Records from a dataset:
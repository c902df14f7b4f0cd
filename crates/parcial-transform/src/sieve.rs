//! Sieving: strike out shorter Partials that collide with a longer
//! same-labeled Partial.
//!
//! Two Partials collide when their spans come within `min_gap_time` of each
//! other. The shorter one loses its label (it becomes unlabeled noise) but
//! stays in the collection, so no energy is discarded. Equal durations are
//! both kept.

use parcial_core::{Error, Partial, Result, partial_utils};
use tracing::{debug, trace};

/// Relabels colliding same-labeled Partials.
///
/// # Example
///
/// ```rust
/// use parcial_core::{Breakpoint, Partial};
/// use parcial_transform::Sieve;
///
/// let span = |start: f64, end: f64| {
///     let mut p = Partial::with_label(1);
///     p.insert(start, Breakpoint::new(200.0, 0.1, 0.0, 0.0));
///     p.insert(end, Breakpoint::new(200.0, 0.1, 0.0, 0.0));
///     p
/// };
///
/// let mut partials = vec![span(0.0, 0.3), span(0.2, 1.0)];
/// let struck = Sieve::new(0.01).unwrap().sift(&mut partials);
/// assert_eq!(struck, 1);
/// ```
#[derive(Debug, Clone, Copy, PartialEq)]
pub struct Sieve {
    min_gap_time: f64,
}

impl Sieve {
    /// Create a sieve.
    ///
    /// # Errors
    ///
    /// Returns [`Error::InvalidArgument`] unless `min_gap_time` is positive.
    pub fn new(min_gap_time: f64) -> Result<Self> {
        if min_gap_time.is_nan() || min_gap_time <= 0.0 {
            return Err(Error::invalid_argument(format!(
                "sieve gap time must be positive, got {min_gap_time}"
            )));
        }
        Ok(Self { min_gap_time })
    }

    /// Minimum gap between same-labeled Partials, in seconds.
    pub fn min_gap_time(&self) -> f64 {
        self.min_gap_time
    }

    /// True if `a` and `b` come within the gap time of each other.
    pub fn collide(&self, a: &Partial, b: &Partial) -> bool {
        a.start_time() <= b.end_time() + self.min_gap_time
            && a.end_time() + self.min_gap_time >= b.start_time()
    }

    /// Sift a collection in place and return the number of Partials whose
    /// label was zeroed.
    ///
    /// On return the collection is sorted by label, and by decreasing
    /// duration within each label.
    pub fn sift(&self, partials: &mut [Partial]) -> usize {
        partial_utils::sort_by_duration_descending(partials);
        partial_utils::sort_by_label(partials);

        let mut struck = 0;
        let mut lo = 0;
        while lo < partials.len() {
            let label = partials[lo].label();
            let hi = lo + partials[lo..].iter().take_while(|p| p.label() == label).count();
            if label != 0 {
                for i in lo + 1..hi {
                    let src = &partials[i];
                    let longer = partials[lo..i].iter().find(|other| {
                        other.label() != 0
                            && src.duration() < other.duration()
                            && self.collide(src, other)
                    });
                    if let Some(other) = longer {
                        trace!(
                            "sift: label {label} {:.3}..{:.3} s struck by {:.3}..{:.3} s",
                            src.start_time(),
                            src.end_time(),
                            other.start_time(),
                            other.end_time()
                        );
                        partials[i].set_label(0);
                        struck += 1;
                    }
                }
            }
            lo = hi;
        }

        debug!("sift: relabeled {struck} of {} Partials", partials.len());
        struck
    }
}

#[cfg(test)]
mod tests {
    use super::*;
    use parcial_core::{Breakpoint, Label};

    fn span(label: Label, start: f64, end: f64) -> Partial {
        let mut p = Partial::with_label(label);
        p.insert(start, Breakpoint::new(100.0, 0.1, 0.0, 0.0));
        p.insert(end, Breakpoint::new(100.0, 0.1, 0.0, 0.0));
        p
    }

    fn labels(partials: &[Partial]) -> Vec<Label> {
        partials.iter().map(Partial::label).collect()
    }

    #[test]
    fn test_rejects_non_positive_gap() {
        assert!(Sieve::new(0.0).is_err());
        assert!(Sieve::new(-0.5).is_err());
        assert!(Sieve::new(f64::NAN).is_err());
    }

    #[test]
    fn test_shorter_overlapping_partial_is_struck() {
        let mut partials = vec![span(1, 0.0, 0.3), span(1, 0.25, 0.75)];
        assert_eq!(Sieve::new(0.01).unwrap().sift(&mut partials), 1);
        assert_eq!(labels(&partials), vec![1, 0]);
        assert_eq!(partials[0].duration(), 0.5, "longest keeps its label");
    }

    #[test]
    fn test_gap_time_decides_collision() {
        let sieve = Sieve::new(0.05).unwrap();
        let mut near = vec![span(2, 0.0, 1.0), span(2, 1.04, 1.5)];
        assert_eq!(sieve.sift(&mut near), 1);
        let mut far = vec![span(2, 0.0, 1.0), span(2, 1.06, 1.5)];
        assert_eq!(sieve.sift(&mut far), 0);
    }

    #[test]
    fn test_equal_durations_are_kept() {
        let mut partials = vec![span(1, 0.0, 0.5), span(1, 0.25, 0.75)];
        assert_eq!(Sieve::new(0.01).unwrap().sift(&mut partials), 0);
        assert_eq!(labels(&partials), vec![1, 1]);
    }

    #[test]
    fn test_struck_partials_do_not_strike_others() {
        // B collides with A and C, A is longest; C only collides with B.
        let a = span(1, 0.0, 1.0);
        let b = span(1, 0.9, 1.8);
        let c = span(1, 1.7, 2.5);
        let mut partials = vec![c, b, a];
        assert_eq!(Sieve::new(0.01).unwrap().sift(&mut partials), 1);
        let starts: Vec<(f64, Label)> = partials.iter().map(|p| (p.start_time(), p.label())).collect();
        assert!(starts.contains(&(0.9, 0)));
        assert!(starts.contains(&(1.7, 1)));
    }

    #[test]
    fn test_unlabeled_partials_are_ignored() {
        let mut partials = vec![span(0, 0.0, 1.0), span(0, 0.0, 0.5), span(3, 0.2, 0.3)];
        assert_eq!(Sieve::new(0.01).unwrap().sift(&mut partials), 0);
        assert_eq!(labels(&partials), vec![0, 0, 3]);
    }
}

• **TASK DETAILS**
Every line above that carries the string "collection" should be copied.

• **OUTPUT OF THE EXERCISE**
//! stays in the collection, so no energy is discarded. Equal durations are
    /// Sift a collection in place and return the number of Partials whose
    /// On return the collection is sorted by label, and by decreasing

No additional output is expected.